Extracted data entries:

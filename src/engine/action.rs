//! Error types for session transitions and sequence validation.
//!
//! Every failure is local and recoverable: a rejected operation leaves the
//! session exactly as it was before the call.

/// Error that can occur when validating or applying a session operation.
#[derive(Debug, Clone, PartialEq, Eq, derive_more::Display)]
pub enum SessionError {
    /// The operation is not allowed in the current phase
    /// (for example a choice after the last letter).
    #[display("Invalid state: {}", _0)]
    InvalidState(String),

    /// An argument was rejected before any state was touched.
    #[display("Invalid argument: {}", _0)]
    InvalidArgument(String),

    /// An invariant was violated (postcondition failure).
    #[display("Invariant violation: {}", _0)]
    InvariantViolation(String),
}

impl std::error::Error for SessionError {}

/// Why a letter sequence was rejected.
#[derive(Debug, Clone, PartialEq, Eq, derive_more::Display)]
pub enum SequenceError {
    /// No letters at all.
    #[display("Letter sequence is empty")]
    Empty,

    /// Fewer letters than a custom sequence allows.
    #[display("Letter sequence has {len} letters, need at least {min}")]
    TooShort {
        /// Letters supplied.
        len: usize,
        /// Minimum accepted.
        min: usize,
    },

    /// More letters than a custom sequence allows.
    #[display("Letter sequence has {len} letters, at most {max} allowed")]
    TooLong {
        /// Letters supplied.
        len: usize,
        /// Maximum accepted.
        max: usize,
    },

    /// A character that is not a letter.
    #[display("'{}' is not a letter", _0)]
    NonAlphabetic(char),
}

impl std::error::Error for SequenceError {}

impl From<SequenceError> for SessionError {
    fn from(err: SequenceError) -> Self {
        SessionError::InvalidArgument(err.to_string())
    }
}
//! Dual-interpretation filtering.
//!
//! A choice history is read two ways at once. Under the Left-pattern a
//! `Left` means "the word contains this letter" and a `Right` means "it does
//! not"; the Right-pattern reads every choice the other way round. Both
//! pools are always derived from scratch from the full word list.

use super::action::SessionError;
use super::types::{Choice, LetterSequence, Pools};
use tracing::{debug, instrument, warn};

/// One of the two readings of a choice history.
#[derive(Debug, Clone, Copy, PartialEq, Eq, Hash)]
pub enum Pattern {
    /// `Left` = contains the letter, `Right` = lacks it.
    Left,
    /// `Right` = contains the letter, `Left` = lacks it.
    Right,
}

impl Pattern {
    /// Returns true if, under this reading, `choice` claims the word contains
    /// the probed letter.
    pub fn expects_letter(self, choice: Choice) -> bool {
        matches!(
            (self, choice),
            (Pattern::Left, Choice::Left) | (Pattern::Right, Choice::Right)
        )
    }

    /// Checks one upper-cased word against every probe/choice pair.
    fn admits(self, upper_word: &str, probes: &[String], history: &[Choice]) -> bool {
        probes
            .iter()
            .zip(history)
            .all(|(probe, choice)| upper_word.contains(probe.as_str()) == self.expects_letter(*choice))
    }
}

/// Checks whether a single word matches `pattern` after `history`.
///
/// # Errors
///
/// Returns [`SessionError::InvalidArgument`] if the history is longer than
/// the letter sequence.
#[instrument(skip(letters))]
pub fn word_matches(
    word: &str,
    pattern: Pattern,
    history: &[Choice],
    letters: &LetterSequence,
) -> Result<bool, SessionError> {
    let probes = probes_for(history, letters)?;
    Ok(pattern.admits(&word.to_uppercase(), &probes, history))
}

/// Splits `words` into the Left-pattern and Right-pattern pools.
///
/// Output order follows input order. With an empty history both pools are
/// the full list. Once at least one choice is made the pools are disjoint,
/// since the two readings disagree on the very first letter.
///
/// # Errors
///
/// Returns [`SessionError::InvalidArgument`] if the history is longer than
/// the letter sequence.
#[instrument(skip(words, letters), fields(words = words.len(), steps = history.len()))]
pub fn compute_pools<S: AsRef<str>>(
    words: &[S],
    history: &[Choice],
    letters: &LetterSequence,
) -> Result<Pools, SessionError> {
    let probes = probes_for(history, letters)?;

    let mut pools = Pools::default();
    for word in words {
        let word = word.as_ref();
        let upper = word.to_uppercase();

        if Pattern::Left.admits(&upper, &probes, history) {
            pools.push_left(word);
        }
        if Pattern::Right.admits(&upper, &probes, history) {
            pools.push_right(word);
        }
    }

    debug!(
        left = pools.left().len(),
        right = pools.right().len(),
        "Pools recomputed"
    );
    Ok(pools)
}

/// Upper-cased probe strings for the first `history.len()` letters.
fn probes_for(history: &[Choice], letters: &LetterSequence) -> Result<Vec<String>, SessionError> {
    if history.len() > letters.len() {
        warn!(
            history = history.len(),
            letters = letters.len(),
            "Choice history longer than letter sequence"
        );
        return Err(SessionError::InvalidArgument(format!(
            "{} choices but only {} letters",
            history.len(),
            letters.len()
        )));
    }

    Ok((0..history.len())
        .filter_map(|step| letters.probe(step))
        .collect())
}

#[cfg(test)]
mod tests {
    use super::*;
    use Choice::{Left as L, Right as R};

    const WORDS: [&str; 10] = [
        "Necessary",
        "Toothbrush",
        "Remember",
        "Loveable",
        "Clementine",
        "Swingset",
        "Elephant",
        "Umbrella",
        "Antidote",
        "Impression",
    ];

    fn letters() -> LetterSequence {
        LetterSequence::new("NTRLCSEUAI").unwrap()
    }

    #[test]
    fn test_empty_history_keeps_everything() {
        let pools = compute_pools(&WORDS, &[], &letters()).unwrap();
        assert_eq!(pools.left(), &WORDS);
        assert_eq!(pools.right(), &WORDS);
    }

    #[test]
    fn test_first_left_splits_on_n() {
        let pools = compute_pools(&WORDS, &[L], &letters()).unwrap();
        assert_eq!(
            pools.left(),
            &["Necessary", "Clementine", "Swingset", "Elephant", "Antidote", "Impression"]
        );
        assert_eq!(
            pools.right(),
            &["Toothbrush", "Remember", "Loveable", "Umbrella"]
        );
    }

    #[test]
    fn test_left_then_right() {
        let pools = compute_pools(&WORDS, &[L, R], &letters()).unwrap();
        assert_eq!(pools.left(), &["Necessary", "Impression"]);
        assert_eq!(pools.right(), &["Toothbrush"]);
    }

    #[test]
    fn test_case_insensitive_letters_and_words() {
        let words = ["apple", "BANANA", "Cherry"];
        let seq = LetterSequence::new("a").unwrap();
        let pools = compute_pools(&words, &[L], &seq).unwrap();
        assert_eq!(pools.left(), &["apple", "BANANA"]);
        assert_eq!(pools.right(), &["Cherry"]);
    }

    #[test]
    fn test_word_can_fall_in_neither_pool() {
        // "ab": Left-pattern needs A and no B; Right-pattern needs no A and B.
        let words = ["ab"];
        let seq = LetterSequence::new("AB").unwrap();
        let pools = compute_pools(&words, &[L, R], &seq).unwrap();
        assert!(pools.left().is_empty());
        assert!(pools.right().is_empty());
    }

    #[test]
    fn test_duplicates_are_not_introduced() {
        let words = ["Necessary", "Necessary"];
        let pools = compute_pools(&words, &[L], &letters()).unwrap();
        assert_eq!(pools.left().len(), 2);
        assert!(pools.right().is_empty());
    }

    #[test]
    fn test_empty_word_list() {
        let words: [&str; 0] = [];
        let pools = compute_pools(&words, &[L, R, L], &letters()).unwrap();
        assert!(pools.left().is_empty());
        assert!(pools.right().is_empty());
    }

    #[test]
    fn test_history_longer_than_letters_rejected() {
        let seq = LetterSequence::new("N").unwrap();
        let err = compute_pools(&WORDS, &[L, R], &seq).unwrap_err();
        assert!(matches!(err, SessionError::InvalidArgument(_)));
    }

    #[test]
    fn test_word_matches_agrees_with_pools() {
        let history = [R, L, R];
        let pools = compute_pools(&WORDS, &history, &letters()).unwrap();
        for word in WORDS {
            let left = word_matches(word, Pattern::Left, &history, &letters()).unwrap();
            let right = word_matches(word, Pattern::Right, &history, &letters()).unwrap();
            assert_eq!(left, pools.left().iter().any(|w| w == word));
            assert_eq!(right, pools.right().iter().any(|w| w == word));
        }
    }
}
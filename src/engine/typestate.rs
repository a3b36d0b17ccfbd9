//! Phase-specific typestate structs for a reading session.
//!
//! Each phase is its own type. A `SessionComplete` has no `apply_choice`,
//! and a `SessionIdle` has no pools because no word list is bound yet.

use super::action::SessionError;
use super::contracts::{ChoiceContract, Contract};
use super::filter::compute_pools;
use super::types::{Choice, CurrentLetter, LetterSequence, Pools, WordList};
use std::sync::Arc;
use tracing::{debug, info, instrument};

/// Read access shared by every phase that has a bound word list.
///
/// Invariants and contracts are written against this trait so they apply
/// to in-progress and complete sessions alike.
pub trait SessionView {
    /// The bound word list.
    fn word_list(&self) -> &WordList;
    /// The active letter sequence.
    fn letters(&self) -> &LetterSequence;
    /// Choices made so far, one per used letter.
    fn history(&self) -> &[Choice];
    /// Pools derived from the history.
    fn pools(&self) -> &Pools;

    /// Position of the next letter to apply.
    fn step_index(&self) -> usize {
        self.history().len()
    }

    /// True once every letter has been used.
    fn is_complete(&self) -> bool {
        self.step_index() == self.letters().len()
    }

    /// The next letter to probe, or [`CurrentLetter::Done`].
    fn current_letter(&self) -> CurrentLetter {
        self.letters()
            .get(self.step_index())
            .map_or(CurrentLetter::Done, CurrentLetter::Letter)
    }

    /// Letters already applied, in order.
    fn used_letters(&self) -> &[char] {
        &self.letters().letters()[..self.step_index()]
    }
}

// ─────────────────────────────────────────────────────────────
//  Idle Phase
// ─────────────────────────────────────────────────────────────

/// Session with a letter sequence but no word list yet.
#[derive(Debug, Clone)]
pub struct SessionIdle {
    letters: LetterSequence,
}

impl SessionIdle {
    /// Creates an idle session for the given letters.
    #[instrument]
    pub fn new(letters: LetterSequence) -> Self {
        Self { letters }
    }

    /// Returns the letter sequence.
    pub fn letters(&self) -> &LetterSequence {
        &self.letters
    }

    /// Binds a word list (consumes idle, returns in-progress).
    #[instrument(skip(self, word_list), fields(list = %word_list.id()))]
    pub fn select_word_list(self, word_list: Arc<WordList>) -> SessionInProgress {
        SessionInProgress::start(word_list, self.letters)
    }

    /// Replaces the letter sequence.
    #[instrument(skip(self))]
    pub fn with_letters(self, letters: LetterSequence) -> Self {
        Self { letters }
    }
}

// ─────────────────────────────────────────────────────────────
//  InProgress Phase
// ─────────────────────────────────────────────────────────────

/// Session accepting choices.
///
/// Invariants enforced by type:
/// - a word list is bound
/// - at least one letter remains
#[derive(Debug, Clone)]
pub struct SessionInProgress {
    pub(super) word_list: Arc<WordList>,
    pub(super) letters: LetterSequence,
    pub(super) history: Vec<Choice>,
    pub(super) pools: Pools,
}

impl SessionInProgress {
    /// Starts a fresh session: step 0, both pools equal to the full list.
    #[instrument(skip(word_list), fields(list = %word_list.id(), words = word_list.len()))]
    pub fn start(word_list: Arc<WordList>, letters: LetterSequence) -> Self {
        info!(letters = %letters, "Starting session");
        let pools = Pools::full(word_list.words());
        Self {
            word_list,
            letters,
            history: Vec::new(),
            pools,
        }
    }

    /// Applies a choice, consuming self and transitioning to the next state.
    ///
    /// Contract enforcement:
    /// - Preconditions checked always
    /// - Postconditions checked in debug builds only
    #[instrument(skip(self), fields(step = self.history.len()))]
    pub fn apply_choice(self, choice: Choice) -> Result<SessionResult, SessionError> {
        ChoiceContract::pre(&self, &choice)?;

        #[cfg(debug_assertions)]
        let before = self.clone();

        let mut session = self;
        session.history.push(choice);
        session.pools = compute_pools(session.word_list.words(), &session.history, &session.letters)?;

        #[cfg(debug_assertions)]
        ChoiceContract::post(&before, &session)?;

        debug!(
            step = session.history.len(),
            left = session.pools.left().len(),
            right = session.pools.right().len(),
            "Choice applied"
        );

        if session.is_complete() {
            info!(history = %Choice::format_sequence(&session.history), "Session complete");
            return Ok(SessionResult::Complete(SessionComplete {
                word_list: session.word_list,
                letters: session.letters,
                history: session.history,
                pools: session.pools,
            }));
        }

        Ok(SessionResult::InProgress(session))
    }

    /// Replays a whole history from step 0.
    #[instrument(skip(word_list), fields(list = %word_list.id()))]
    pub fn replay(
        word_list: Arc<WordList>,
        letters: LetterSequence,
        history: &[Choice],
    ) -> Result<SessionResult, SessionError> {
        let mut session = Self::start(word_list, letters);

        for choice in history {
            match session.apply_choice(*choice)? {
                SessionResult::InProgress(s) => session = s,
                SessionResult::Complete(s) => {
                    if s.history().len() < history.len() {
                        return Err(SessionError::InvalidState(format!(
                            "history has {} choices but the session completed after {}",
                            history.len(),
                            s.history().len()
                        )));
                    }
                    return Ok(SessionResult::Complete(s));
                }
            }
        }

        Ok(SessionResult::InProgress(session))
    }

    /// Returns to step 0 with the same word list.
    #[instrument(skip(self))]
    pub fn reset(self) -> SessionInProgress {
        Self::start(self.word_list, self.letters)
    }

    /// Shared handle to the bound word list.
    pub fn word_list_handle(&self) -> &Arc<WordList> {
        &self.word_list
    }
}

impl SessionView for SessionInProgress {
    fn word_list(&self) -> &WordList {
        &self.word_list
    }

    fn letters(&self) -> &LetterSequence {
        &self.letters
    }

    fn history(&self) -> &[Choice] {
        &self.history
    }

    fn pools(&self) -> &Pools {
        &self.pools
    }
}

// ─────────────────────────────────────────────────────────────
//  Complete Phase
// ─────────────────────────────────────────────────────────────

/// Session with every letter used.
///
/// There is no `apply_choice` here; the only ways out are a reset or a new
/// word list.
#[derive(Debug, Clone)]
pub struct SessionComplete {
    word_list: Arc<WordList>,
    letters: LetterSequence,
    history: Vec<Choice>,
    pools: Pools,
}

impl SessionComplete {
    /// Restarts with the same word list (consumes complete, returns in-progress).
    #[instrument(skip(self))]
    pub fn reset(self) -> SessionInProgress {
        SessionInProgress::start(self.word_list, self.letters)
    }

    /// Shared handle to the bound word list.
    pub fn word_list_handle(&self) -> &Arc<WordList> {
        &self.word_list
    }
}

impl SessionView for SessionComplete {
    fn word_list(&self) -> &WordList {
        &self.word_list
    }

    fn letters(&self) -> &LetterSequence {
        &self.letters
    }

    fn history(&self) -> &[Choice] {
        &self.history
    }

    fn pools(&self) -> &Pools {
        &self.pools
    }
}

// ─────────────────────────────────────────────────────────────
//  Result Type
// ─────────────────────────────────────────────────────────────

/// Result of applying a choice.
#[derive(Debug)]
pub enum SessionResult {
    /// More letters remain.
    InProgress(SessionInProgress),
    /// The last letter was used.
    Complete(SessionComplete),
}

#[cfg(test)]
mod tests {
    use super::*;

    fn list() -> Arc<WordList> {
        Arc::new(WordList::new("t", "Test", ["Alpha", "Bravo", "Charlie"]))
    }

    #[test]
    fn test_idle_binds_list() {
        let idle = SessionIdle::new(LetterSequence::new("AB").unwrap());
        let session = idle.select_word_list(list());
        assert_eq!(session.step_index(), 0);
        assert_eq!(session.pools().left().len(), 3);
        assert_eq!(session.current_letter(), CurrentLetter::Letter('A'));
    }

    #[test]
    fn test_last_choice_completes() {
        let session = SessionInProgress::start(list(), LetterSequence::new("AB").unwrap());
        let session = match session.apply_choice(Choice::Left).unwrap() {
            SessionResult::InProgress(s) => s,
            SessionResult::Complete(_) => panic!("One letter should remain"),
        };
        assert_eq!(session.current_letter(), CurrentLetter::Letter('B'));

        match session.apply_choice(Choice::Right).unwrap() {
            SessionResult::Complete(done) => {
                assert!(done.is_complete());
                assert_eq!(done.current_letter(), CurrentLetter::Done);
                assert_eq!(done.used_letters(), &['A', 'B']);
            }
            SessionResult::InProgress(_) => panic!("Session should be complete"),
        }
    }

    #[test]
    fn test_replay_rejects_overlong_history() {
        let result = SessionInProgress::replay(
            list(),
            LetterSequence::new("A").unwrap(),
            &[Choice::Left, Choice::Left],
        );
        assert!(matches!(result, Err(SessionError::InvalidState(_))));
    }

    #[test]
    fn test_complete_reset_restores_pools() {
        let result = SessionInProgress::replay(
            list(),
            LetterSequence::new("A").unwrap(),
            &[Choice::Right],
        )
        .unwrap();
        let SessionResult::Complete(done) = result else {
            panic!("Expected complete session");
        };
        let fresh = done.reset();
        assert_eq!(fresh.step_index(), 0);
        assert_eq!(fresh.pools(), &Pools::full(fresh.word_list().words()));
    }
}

-- Problem to work on --
Restate the data word for word. Begin at its first line, end at the line that contains "impl std::error::Error for SequenceError", and include both.

-- Output for this exercise --
filename src/engine/action.rs
//! Error types for session transitions and sequence validation.
//!
//! Every failure is local and recoverable: a rejected operation leaves the
//! session exactly as it was before the call.

/// Error that can occur when validating or applying a session operation.
#[derive(Debug, Clone, PartialEq, Eq, derive_more::Display)]
pub enum SessionError {
    /// The operation is not allowed in the current phase
    /// (for example a choice after the last letter).
    #[display("Invalid state: {}", _0)]
    InvalidState(String),

    /// An argument was rejected before any state was touched.
    #[display("Invalid argument: {}", _0)]
    InvalidArgument(String),

    /// An invariant was violated (postcondition failure).
    #[display("Invariant violation: {}", _0)]
    InvariantViolation(String),
}

impl std::error::Error for SessionError {}

/// Why a letter sequence was rejected.
#[derive(Debug, Clone, PartialEq, Eq, derive_more::Display)]
pub enum SequenceError {
    /// No letters at all.
    #[display("Letter sequence is empty")]
    Empty,

    /// Fewer letters than a custom sequence allows.
    #[display("Letter sequence has {len} letters, need at least {min}")]
    TooShort {
        /// Letters supplied.
        len: usize,
        /// Minimum accepted.
        min: usize,
    },

    /// More letters than a custom sequence allows.
    #[display("Letter sequence has {len} letters, at most {max} allowed")]
    TooLong {
        /// Letters supplied.
        len: usize,
        /// Maximum accepted.
        max: usize,
    },

    /// A character that is not a letter.
    #[display("'{}' is not a letter", _0)]
    NonAlphabetic(char),
}

impl std::error::Error for SequenceError {}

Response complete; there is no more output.